**Work instructions:** Among the entries below, please repeat exactly and only the lines from the line containing "heuristic and the" to the line containing "async fn health_check(&self)", both lines included.

┌─ Provided information

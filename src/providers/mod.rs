//! Provider adapters.
//!
//! Each adapter hides one remote service's wire format behind the
//! [`LlmProvider`] contract. Adapters are infallible at their boundary:
//! `generate` always returns a response (failures land in its `error` field)
//! and `stream_generate` always yields a terminal chunk, carrying the error
//! in its metadata when the stream aborts.

pub mod claude;
pub mod custom;
pub mod gemini;
pub mod openai;
mod retry;
mod sse;

pub(crate) use retry::{RetryConfig, RetryPolicy};
pub(crate) use sse::SseParser;

use async_trait::async_trait;
use reqwest::Client;
use serde_json::Value;
use std::sync::Arc;
use std::time::Duration;

use crate::config::ProviderConfig;
use crate::error::ProviderError;
use crate::types::{ChatMessage, ChunkStream, LlmRequest, LlmResponse};

/// Words-to-tokens multiplier used when exact tokenization is unavailable.
pub(crate) const TOKENS_PER_WORD: f64 = 1.3;

/// Word-group size for simulated streaming.
pub(crate) const SIMULATED_CHUNK_WORDS: usize = 5;

/// Sampling temperature when neither the request nor the manager sets one.
pub(crate) const DEFAULT_TEMPERATURE: f32 = 0.7;

/// The contract every remote provider is adapted to.
#[async_trait]
pub trait LlmProvider: Send + Sync {
    fn name(&self) -> &str;

    /// Establish and validate connectivity with a minimal round trip.
    /// Never errors; a `false` return means the manager treats the provider
    /// as unavailable.
    async fn initialize(&self) -> bool;

    fn is_available(&self) -> bool;

    /// Perform exactly one generation call. All failure modes are folded
    /// into an error response; latency is recorded either way.
    async fn generate(&self, request: &LlmRequest) -> LlmResponse;

    /// Produce a lazy, finite chunk sequence. Providers without native
    /// incremental delivery generate the full response and re-chunk it.
    async fn stream_generate(&self, request: &LlmRequest) -> ChunkStream;

    /// Pre-flight cost estimate from the word-count heuristic and the
    /// provider's rate table. Not billing-grade.
    fn estimate_cost(&self, request: &LlmRequest) -> f64;

    /// Minimal 1-token generation probe.
    async fn health_check(&self) -> bool {
        let probe = LlmRequest::new(vec![ChatMessage::user("ping")]).with_max_tokens(1);
        self.generate(&probe).await.error.is_none()
    }
}

/// Construct the adapter matching `config.name`.
pub fn build_provider(config: &ProviderConfig) -> Result<Arc<dyn LlmProvider>, ProviderError> {
    match config.name.as_str() {
        "openai" => Ok(Arc::new(openai::OpenAiProvider::new(config.clone())?)),
        "gemini" => Ok(Arc::new(gemini::GeminiProvider::new(config.clone())?)),
        "claude" => Ok(Arc::new(claude::ClaudeProvider::new(config.clone())?)),
        "custom" => Ok(Arc::new(custom::CustomProvider::new(config.clone())?)),
        other => Err(ProviderError::configuration(
            other,
            "unknown provider type",
        )),
    }
}

/// Estimated token count for a block of text.
pub(crate) fn estimate_tokens(text: &str) -> f64 {
    text.split_whitespace().count() as f64 * TOKENS_PER_WORD
}

/// Split text into fixed word groups for simulated streaming. Each piece
/// keeps a trailing space so concatenation reproduces the text modulo
/// whitespace.
pub(crate) fn chunk_words(text: &str, group: usize) -> Vec<String> {
    let words: Vec<&str> = text.split_whitespace().collect();
    words
        .chunks(group.max(1))
        .map(|chunk| format!("{} ", chunk.join(" ")))
        .collect()
}

/// Shared HTTP client construction with the configured timeouts.
pub(crate) fn build_http_client(timeout_secs: u64) -> Result<Client, ProviderError> {
    Client::builder()
        .timeout(Duration::from_secs(timeout_secs))
        .connect_timeout(Duration::from_secs(10))
        .build()
        .map_err(|e| ProviderError::network("http", format!("failed to build HTTP client: {e}")))
}

/// Map an HTTP error status to the provider error taxonomy.
pub(crate) fn map_http_error(provider: &str, status: u16, body: &str) -> ProviderError {
    match status {
        401 | 403 => ProviderError::authentication(provider, "invalid or missing API key"),
        429 if body.contains("insufficient_quota") => {
            ProviderError::quota_exceeded(provider, body.to_string())
        }
        429 => ProviderError::rate_limit(provider, extract_retry_after(body)),
        _ => ProviderError::api(provider, status, body.to_string()),
    }
}

/// Best-effort retry-after extraction from an error body.
fn extract_retry_after(body: &str) -> Option<u64> {
    let json: Value = serde_json::from_str(body).ok()?;
    if let Some(retry_after) = json.get("retry_after").and_then(Value::as_u64) {
        return Some(retry_after);
    }
    json.get("error")?.get("retry_after")?.as_u64()
}

#[cfg(test)]
mod tests {
    use super::*;

    #[test]
    fn token_estimate_uses_word_multiplier() {
        assert_eq!(estimate_tokens(""), 0.0);
        let estimate = estimate_tokens("one two three four");
        assert!((estimate - 5.2).abs() < 1e-9);
    }

    #[test]
    fn chunking_preserves_content() {
        let text = "a b c d e f g h i j k l";
        let chunks = chunk_words(text, 5);
        assert_eq!(chunks.len(), 3);
        assert_eq!(chunks[0], "a b c d e ");
        assert_eq!(chunks[2], "k l ");

        let rejoined = chunks.concat();
        assert_eq!(
            rejoined.split_whitespace().collect::<Vec<_>>(),
            text.split_whitespace().collect::<Vec<_>>()
        );
    }

    #[test]
    fn chunking_empty_text_yields_nothing() {
        assert!(chunk_words("", 5).is_empty());
    }

    #[test]
    fn http_errors_map_to_taxonomy() {
        assert!(matches!(
            map_http_error("openai", 401, ""),
            ProviderError::Authentication { .. }
        ));
        assert!(matches!(
            map_http_error("openai", 429, r#"{"retry_after": 30}"#),
            ProviderError::RateLimit {
                retry_after: Some(30),
                ..
            }
        ));
        assert!(matches!(
            map_http_error("openai", 429, r#"{"error": {"code": "insufficient_quota"}}"#),
            ProviderError::QuotaExceeded { .. }
        ));
        assert!(matches!(
            map_http_error("openai", 503, "overloaded"),
            ProviderError::Api { status: 503, .. }
        ));
    }

    #[test]
    fn unknown_provider_type_is_rejected() {
        let config = crate::config::ProviderConfig::new("mystery", "k", "m");
        assert!(build_provider(&config).is_err());
    }
}
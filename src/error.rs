//! Error types for provider adapters and the routing manager.
//!
//! Adapters never let a `ProviderError` escape their boundary: every failure
//! is folded into an error [`LlmResponse`](crate::types::LlmResponse) or a
//! terminal [`StreamChunk`](crate::types::StreamChunk). The enum exists so
//! the retry tier and the HTTP mapping code can reason about failure classes
//! before that conversion happens.

use thiserror::Error;

/// Failure classes observed while talking to a single provider.
#[derive(Debug, Clone, Error)]
pub enum ProviderError {
    #[error("authentication failed for {provider}: {message}")]
    Authentication { provider: String, message: String },

    #[error("rate limit exceeded for {provider}")]
    RateLimit {
        provider: String,
        /// Seconds until the provider suggests retrying, when it says.
        retry_after: Option<u64>,
    },

    #[error("quota exceeded for {provider}: {message}")]
    QuotaExceeded { provider: String, message: String },

    #[error("timeout for {provider}: {message}")]
    Timeout { provider: String, message: String },

    #[error("network error for {provider}: {message}")]
    Network { provider: String, message: String },

    #[error("unparseable response from {provider}: {message}")]
    ResponseParsing { provider: String, message: String },

    #[error("API error from {provider} (status {status}): {message}")]
    Api {
        provider: String,
        status: u16,
        message: String,
    },

    #[error("configuration error for {provider}: {message}")]
    Configuration { provider: String, message: String },

    #[error("invalid request: {message}")]
    InvalidRequest { message: String },
}

impl ProviderError {
    pub fn authentication(provider: impl Into<String>, message: impl Into<String>) -> Self {
        Self::Authentication {
            provider: provider.into(),
            message: message.into(),
        }
    }

    pub fn rate_limit(provider: impl Into<String>, retry_after: Option<u64>) -> Self {
        Self::RateLimit {
            provider: provider.into(),
            retry_after,
        }
    }

    pub fn quota_exceeded(provider: impl Into<String>, message: impl Into<String>) -> Self {
        Self::QuotaExceeded {
            provider: provider.into(),
            message: message.into(),
        }
    }

    pub fn timeout(provider: impl Into<String>, message: impl Into<String>) -> Self {
        Self::Timeout {
            provider: provider.into(),
            message: message.into(),
        }
    }

    pub fn network(provider: impl Into<String>, message: impl Into<String>) -> Self {
        Self::Network {
            provider: provider.into(),
            message: message.into(),
        }
    }

    pub fn response_parsing(provider: impl Into<String>, message: impl Into<String>) -> Self {
        Self::ResponseParsing {
            provider: provider.into(),
            message: message.into(),
        }
    }

    pub fn api(provider: impl Into<String>, status: u16, message: impl Into<String>) -> Self {
        Self::Api {
            provider: provider.into(),
            status,
            message: message.into(),
        }
    }

    pub fn configuration(provider: impl Into<String>, message: impl Into<String>) -> Self {
        Self::Configuration {
            provider: provider.into(),
            message: message.into(),
        }
    }

    pub fn invalid_request(message: impl Into<String>) -> Self {
        Self::InvalidRequest {
            message: message.into(),
        }
    }

    /// Whether the adapter-internal retry tier should try again.
    ///
    /// Auth, quota, parse, and 4xx API errors will not heal on retry.
    pub fn is_transient(&self) -> bool {
        match self {
            Self::Network { .. } | Self::Timeout { .. } | Self::RateLimit { .. } => true,
            Self::Api { status, .. } => (500..=599).contains(status),
            _ => false,
        }
    }
}

/// Manager-level failures.
///
/// `NoProvidersAvailable` is the one condition callers must handle as a hard
/// error; everything else is folded into the returned response.
#[derive(Debug, Error)]
pub enum RouterError {
    #[error("no providers available")]
    NoProvidersAvailable,

    #[error("all providers failed; last error: {last_error}")]
    AllProvidersFailed { last_error: String },

    #[error("provider registration failed: {0}")]
    Registration(String),
}

/// Configuration file load/save failures.
#[derive(Debug, Error)]
pub enum ConfigError {
    #[error("failed to read config file: {0}")]
    Io(#[from] std::io::Error),

    #[error("failed to parse config file: {0}")]
    Parse(#[from] serde_json::Error),
}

└─

**Solution for this exercise:**
    /// Pre-flight cost estimate from the word-count heuristic and the
    /// provider's rate table. Not billing-grade.
    fn estimate_cost(&self, request: &LlmRequest) -> f64;

    /// Minimal 1-token generation probe.
    async fn health_check(&self) -> bool {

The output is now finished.